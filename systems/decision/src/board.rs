//! Lock-free blackboards shared between the simulation loop and the workers.

use std::sync::atomic::{AtomicBool, AtomicU32, AtomicU64, Ordering};

use zombie_house_core::{AgentId, CellCoord, Tier, WalkStyle};

const NO_CELL: u64 = u64::MAX;

/// Agent state as last published by the simulation loop.
#[derive(Clone, Copy, Debug, PartialEq)]
pub struct BoardState {
    /// Cell used as the search source, absent when the agent is off the grid.
    pub cell: Option<CellCoord>,
    /// Current travel angle in degrees.
    pub angle: f32,
    /// The agent is pursuing the target.
    pub pursuing: bool,
    /// The agent wants a fresh pursuit heading.
    pub needs_new_heading: bool,
    /// A collision reversed the agent's heading and awaits resolution.
    pub angle_adjusted: bool,
    /// The agent is dead and must be skipped.
    pub dead: bool,
}

/// Per-agent blackboard written by the simulation loop and read by its tier's worker.
///
/// Every field is an independent atomic. Readers may observe a mix of values
/// from two consecutive publications.
#[derive(Debug)]
pub struct AgentBoard {
    id: AgentId,
    tier: Tier,
    walk_style: WalkStyle,
    cell: AtomicU64,
    angle_bits: AtomicU32,
    pursuing: AtomicBool,
    needs_new_heading: AtomicBool,
    angle_adjusted: AtomicBool,
    dead: AtomicBool,
}

impl AgentBoard {
    /// Creates a board for a random walker, initially wandering at `angle`.
    #[must_use]
    pub fn new(id: AgentId, tier: Tier, cell: Option<CellCoord>, angle: f32) -> Self {
        Self {
            id,
            tier,
            walk_style: WalkStyle::Random,
            cell: AtomicU64::new(pack(cell)),
            angle_bits: AtomicU32::new(angle.to_bits()),
            pursuing: AtomicBool::new(false),
            needs_new_heading: AtomicBool::new(false),
            angle_adjusted: AtomicBool::new(false),
            dead: AtomicBool::new(false),
        }
    }

    /// Identifier of the agent the board describes.
    #[must_use]
    pub const fn id(&self) -> AgentId {
        self.id
    }

    /// Tier of the agent the board describes.
    #[must_use]
    pub const fn tier(&self) -> Tier {
        self.tier
    }

    /// Replaces the walk style; fixed once the board is shared.
    #[must_use]
    pub fn with_walk_style(mut self, walk_style: WalkStyle) -> Self {
        self.walk_style = walk_style;
        self
    }

    /// How the agent picks wander angles.
    #[must_use]
    pub const fn walk_style(&self) -> WalkStyle {
        self.walk_style
    }

    /// Publishes the agent's latest state.
    pub fn publish(&self, state: BoardState) {
        self.cell.store(pack(state.cell), Ordering::Relaxed);
        self.angle_bits.store(state.angle.to_bits(), Ordering::Relaxed);
        self.pursuing.store(state.pursuing, Ordering::Release);
        self.needs_new_heading
            .store(state.needs_new_heading, Ordering::Release);
        self.angle_adjusted
            .store(state.angle_adjusted, Ordering::Release);
        self.dead.store(state.dead, Ordering::Release);
    }

    /// Reads the most recently published state.
    #[must_use]
    pub fn snapshot(&self) -> BoardState {
        BoardState {
            dead: self.dead.load(Ordering::Acquire),
            angle_adjusted: self.angle_adjusted.load(Ordering::Acquire),
            needs_new_heading: self.needs_new_heading.load(Ordering::Acquire),
            pursuing: self.pursuing.load(Ordering::Acquire),
            angle: f32::from_bits(self.angle_bits.load(Ordering::Relaxed)),
            cell: unpack(self.cell.load(Ordering::Relaxed)),
        }
    }
}

/// Target cell shared with every worker.
#[derive(Debug)]
pub struct TargetBeacon {
    cell: AtomicU64,
}

impl TargetBeacon {
    /// Creates a beacon pointing at the provided cell.
    #[must_use]
    pub fn new(cell: Option<CellCoord>) -> Self {
        Self {
            cell: AtomicU64::new(pack(cell)),
        }
    }

    /// Publishes the target's current cell; `None` when it left the grid.
    pub fn publish(&self, cell: Option<CellCoord>) {
        self.cell.store(pack(cell), Ordering::Release);
    }

    /// Cell the target occupied at its last publication.
    #[must_use]
    pub fn cell(&self) -> Option<CellCoord> {
        unpack(self.cell.load(Ordering::Acquire))
    }
}

impl Default for TargetBeacon {
    fn default() -> Self {
        Self::new(None)
    }
}

fn pack(cell: Option<CellCoord>) -> u64 {
    cell.map_or(NO_CELL, |cell| {
        (u64::from(cell.column()) << 32) | u64::from(cell.row())
    })
}

fn unpack(bits: u64) -> Option<CellCoord> {
    if bits == NO_CELL {
        return None;
    }

    let column = u32::try_from(bits >> 32).ok()?;
    let row = u32::try_from(bits & u64::from(u32::MAX)).ok()?;
    Some(CellCoord::new(column, row))
}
──────
# What needs to be done
Output the listing once more. Leave each word as it stands.

# Task result
filename systems/decision/src/board.rs
//! Lock-free blackboards shared between the simulation loop and the workers.

use std::sync::atomic::{AtomicBool, AtomicU32, AtomicU64, Ordering};

use zombie_house_core::{AgentId, CellCoord, Tier, WalkStyle};

const NO_CELL: u64 = u64::MAX;

/// Agent state as last published by the simulation loop.
#[derive(Clone, Copy, Debug, PartialEq)]
pub struct BoardState {
    /// Cell used as the search source, absent when the agent is off the grid.
    pub cell: Option<CellCoord>,
    /// Current travel angle in degrees.
    pub angle: f32,
    /// The agent is pursuing the target.
    pub pursuing: bool,
    /// The agent wants a fresh pursuit heading.
    pub needs_new_heading: bool,
    /// A collision reversed the agent's heading and awaits resolution.
    pub angle_adjusted: bool,
    /// The agent is dead and must be skipped.
    pub dead: bool,
}

/// Per-agent blackboard written by the simulation loop and read by its tier's worker.
///
/// Every field is an independent atomic. Readers may observe a mix of values
/// from two consecutive publications.
#[derive(Debug)]
pub struct AgentBoard {
    id: AgentId,
    tier: Tier,
    walk_style: WalkStyle,
    cell: AtomicU64,
    angle_bits: AtomicU32,
    pursuing: AtomicBool,
    needs_new_heading: AtomicBool,
    angle_adjusted: AtomicBool,
    dead: AtomicBool,
}

impl AgentBoard {
    /// Creates a board for a random walker, initially wandering at `angle`.
    #[must_use]
    pub fn new(id: AgentId, tier: Tier, cell: Option<CellCoord>, angle: f32) -> Self {
        Self {
            id,
            tier,
            walk_style: WalkStyle::Random,
            cell: AtomicU64::new(pack(cell)),
            angle_bits: AtomicU32::new(angle.to_bits()),
            pursuing: AtomicBool::new(false),
            needs_new_heading: AtomicBool::new(false),
            angle_adjusted: AtomicBool::new(false),
            dead: AtomicBool::new(false),
        }
    }

    /// Identifier of the agent the board describes.
    #[must_use]
    pub const fn id(&self) -> AgentId {
        self.id
    }

    /// Tier of the agent the board describes.
    #[must_use]
    pub const fn tier(&self) -> Tier {
        self.tier
    }

    /// Replaces the walk style; fixed once the board is shared.
    #[must_use]
    pub fn with_walk_style(mut self, walk_style: WalkStyle) -> Self {
        self.walk_style = walk_style;
        self
    }

    /// How the agent picks wander angles.
    #[must_use]
    pub const fn walk_style(&self) -> WalkStyle {
        self.walk_style
    }

    /// Publishes the agent's latest state.
    pub fn publish(&self, state: BoardState) {
        self.cell.store(pack(state.cell), Ordering::Relaxed);
        self.angle_bits.store(state.angle.to_bits(), Ordering::Relaxed);
        self.pursuing.store(state.pursuing, Ordering::Release);
        self.needs_new_heading
            .store(state.needs_new_heading, Ordering::Release);
        self.angle_adjusted
            .store(state.angle_adjusted, Ordering::Release);
        self.dead.store(state.dead, Ordering::Release);
    }

    /// Reads the most recently published state.
    #[must_use]
    pub fn snapshot(&self) -> BoardState {
        BoardState {
            dead: self.dead.load(Ordering::Acquire),
            angle_adjusted: self.angle_adjusted.load(Ordering::Acquire),
            needs_new_heading: self.needs_new_heading.load(Ordering::Acquire),
            pursuing: self.pursuing.load(Ordering::Acquire),
            angle: f32::from_bits(self.angle_bits.load(Ordering::Relaxed)),
            cell: unpack(self.cell.load(Ordering::Relaxed)),
        }
    }
}

/// Target cell shared with every worker.
#[derive(Debug)]
pub struct TargetBeacon {
    cell: AtomicU64,
}

impl TargetBeacon {
    /// Creates a beacon pointing at the provided cell.
    #[must_use]
    pub fn new(cell: Option<CellCoord>) -> Self {
        Self {
            cell: AtomicU64::new(pack(cell)),
        }
    }

    /// Publishes the target's current cell; `None` when it left the grid.
    pub fn publish(&self, cell: Option<CellCoord>) {
        self.cell.store(pack(cell), Ordering::Release);
    }

    /// Cell the target occupied at its last publication.
    #[must_use]
    pub fn cell(&self) -> Option<CellCoord> {
        unpack(self.cell.load(Ordering::Acquire))
    }
}

impl Default for TargetBeacon {
    fn default() -> Self {
        Self::new(None)
    }
}

fn pack(cell: Option<CellCoord>) -> u64 {
    cell.map_or(NO_CELL, |cell| {
        (u64::from(cell.column()) << 32) | u64::from(cell.row())
    })
}

fn unpack(bits: u64) -> Option<CellCoord> {
    if bits == NO_CELL {
        return None;
    }

    let column = u32::try_from(bits >> 32).ok()?;
    let row = u32::try_from(bits & u64::from(u32::MAX)).ok()?;
    Some(CellCoord::new(column, row))
}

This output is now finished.